EXERCISE: Every line from the beginning of the data through the line containing "use crate::domain::repository::StoreHealth;" should be reproduced exactly, and no further lines should be output.

(Stored items)
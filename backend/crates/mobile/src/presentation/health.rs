//! Health Check

use axum::extract::State;
use axum::http::StatusCode;
use axum::routing::get;
use axum::{Json, Router};
use std::sync::Arc;

use crate::domain::repository::StoreHealth;
use crate::presentation::dto::HealthResponse;

/// Router serving `GET /api/health`
pub fn health_router<R>(repo: R) -> Router
where
    R: StoreHealth + Send + Sync + 'static,
{
    Router::new()
        .route("/api/health", get(health::<R>))
        .with_state(Arc::new(repo))
}

/// GET /api/health - liveness plus a database round trip
pub async fn health<R>(State(repo): State<Arc<R>>) -> (StatusCode, Json<HealthResponse>)
where
    R: StoreHealth + Send + Sync + 'static,
{
    match repo.ping().await {
        Ok(()) => (
            StatusCode::OK,
            Json(HealthResponse {
                status: "ok",
                database: "up",
            }),
        ),
        Err(e) => {
            tracing::warn!(error = %e, "Health check failed");
            (
                StatusCode::SERVICE_UNAVAILABLE,
                Json(HealthResponse {
                    status: "degraded",
                    database: "down",
                }),
            )
        }
    }
}
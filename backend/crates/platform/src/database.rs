//! Shared Persistence Client
//!
//! One process-wide handle to PostgreSQL. The pool is created on first use,
//! cloned cheaply into every repository and closed once at shutdown.

use std::sync::Arc;
use std::sync::atomic::{AtomicBool, Ordering};

use sqlx::PgPool;
use sqlx::postgres::PgPoolOptions;
use tokio::sync::OnceCell;

use crate::config::DatabaseConfig;

/// Persistence client error
#[derive(Debug, thiserror::Error)]
pub enum DatabaseError {
    #[error("failed to connect to database: {0}")]
    Connect(#[source] sqlx::Error),

    #[error("database client has been closed")]
    Closed,

    #[error(transparent)]
    Query(#[from] sqlx::Error),
}

struct Inner {
    config: DatabaseConfig,
    pool: OnceCell<PgPool>,
    closed: AtomicBool,
}

/// Cloneable handle to the shared connection pool
#[derive(Clone)]
pub struct Database {
    inner: Arc<Inner>,
}

impl Database {
    /// Create an unconnected client; nothing touches the network yet
    pub fn new(config: DatabaseConfig) -> Self {
        Self {
            inner: Arc::new(Inner {
                config,
                pool: OnceCell::new(),
                closed: AtomicBool::new(false),
            }),
        }
    }

    /// Get the pool, connecting on first call
    ///
    /// Concurrent first callers wait on the same connection attempt. A failed
    /// attempt leaves the client uninitialized so the next call retries.
    pub async fn pool(&self) -> Result<&PgPool, DatabaseError> {
        if self.inner.closed.load(Ordering::Acquire) {
            return Err(DatabaseError::Closed);
        }

        let pool = self
            .inner
            .pool
            .get_or_try_init(|| async {
                let config = &self.inner.config;
                tracing::info!(
                    max_connections = config.max_connections,
                    "Connecting to database"
                );
                PgPoolOptions::new()
                    .max_connections(config.max_connections)
                    .acquire_timeout(config.acquire_timeout())
                    .connect(&config.url)
                    .await
                    .map_err(DatabaseError::Connect)
            })
            .await?;

        // `close` may have run while the connection attempt was in flight
        if self.inner.closed.load(Ordering::Acquire) {
            pool.close().await;
            return Err(DatabaseError::Closed);
        }

        Ok(pool)
    }

    /// Wrap a pool that is already connected
    ///
    /// Used by integration tests that receive their pool from `sqlx::test`.
    pub fn from_pool(pool: PgPool) -> Self {
        let options = pool.options();
        let config = DatabaseConfig {
            url: String::new(),
            max_connections: options.get_max_connections(),
            acquire_timeout_secs: options.get_acquire_timeout().as_secs(),
        };
        Self {
            inner: Arc::new(Inner {
                config,
                pool: OnceCell::new_with(Some(pool)),
                closed: AtomicBool::new(false),
            }),
        }
    }

    pub fn is_initialized(&self) -> bool {
        self.inner.pool.initialized()
    }

    pub fn is_closed(&self) -> bool {
        self.inner.closed.load(Ordering::Acquire)
    }

    /// Round-trip a trivial query
    pub async fn ping(&self) -> Result<(), DatabaseError> {
        let pool = self.pool().await?;
        sqlx::query("SELECT 1").execute(pool).await?;
        Ok(())
    }

    /// Close the pool; later calls to [`Database::pool`] fail with `Closed`
    pub async fn close(&self) {
        if self.inner.closed.swap(true, Ordering::AcqRel) {
            return;
        }
        if let Some(pool) = self.inner.pool.get() {
            pool.close().await;
            tracing::info!("Database connections closed");
        }
    }
}

impl std::fmt::Debug for Database {
    fn fmt(&self, f: &mut std::fmt::Formatter<'_>) -> std::fmt::Result {
        f.debug_struct("Database")
            .field("config", &self.inner.config)
            .field("initialized", &self.is_initialized())
            .field("closed", &self.is_closed())
            .finish()
    }
}
//! Error Kind - Classification of errors
//!
//! [`ErrorKind`] is the closed set of outcomes the API reports. Each kind
//! owns its HTTP status, its reason phrase and the `type` URI placed in
//! problem documents.

use serde::Serialize;

/// Error classification mapped onto HTTP statuses.
///
/// ```rust
/// use kernel::error::kind::ErrorKind;
///
/// let kind = ErrorKind::Conflict;
/// assert_eq!(kind.status_code(), 409);
/// assert_eq!(kind.as_str(), "Conflict");
/// ```
#[derive(Debug, Clone, Copy, PartialEq, Eq, Hash, Serialize)]
#[serde(rename_all = "SCREAMING_SNAKE_CASE")]
#[non_exhaustive]
pub enum ErrorKind {
    /// Request failed the validation gate
    BadRequest,
    /// Path id does not resolve to a record
    NotFound,
    /// Unique value already taken
    Conflict,
    /// Body exceeded the gate's read limit
    PayloadTooLarge,
    /// Well-formed input that breaks a domain invariant
    UnprocessableEntity,
    InternalServerError,
    /// Persistence client could not serve the request
    ServiceUnavailable,
}

impl ErrorKind {
    #[inline]
    pub const fn status_code(&self) -> u16 {
        match self {
            ErrorKind::BadRequest => 400,
            ErrorKind::NotFound => 404,
            ErrorKind::Conflict => 409,
            ErrorKind::PayloadTooLarge => 413,
            ErrorKind::UnprocessableEntity => 422,
            ErrorKind::InternalServerError => 500,
            ErrorKind::ServiceUnavailable => 503,
        }
    }

    /// Standard reason phrase, used as the problem `title`.
    #[inline]
    pub const fn as_str(&self) -> &'static str {
        match self {
            ErrorKind::BadRequest => "Bad Request",
            ErrorKind::NotFound => "Not Found",
            ErrorKind::Conflict => "Conflict",
            ErrorKind::PayloadTooLarge => "Payload Too Large",
            ErrorKind::UnprocessableEntity => "Unprocessable Entity",
            ErrorKind::InternalServerError => "Internal Server Error",
            ErrorKind::ServiceUnavailable => "Service Unavailable",
        }
    }

    /// Problem `type` URI for this kind.
    pub fn problem_type(&self) -> String {
        format!("https://httpstatuses.io/{}", self.status_code())
    }

    /// 5xx kinds are logged server-side when rendered.
    #[inline]
    pub const fn is_server_error(&self) -> bool {
        self.status_code() >= 500
    }
}

impl std::fmt::Display for ErrorKind {
    fn fmt(&self, f: &mut std::fmt::Formatter<'_>) -> std::fmt::Result {
        f.write_str(self.as_str())
    }
}

#[cfg(test)]
mod tests {
    use super::*;

    const ALL: [ErrorKind; 7] = [
        ErrorKind::BadRequest,
        ErrorKind::NotFound,
        ErrorKind::Conflict,
        ErrorKind::PayloadTooLarge,
        ErrorKind::UnprocessableEntity,
        ErrorKind::InternalServerError,
        ErrorKind::ServiceUnavailable,
    ];

    #[test]
    fn statuses_match_reason_phrases() {
        for kind in ALL {
            let phrase = reason_phrase(kind.status_code());
            assert_eq!(kind.as_str(), phrase, "{kind:?}");
        }
    }

    fn reason_phrase(code: u16) -> &'static str {
        match code {
            400 => "Bad Request",
            404 => "Not Found",
            409 => "Conflict",
            413 => "Payload Too Large",
            422 => "Unprocessable Entity",
            500 => "Internal Server Error",
            503 => "Service Unavailable",
            _ => "",
        }
    }

    #[test]
    fn only_5xx_kinds_are_server_errors() {
        let server: Vec<_> = ALL.into_iter().filter(ErrorKind::is_server_error).collect();
        assert_eq!(
            server,
            vec![ErrorKind::InternalServerError, ErrorKind::ServiceUnavailable]
        );
    }

    #[test]
    fn problem_type_embeds_status() {
        assert_eq!(
            ErrorKind::UnprocessableEntity.problem_type(),
            "https://httpstatuses.io/422"
        );
    }

    #[test]
    fn serializes_screaming_snake() {
        let json = serde_json::to_string(&ErrorKind::PayloadTooLarge).unwrap();
        assert_eq!(json, "\"PAYLOAD_TOO_LARGE\"");
    }
}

ANSWER BOX:
filename backend/crates/mobile/src/presentation/health.rs
//! Health Check

use axum::extract::State;
use axum::http::StatusCode;
use axum::routing::get;
use axum::{Json, Router};
use std::sync::Arc;

use crate::domain::repository::StoreHealth;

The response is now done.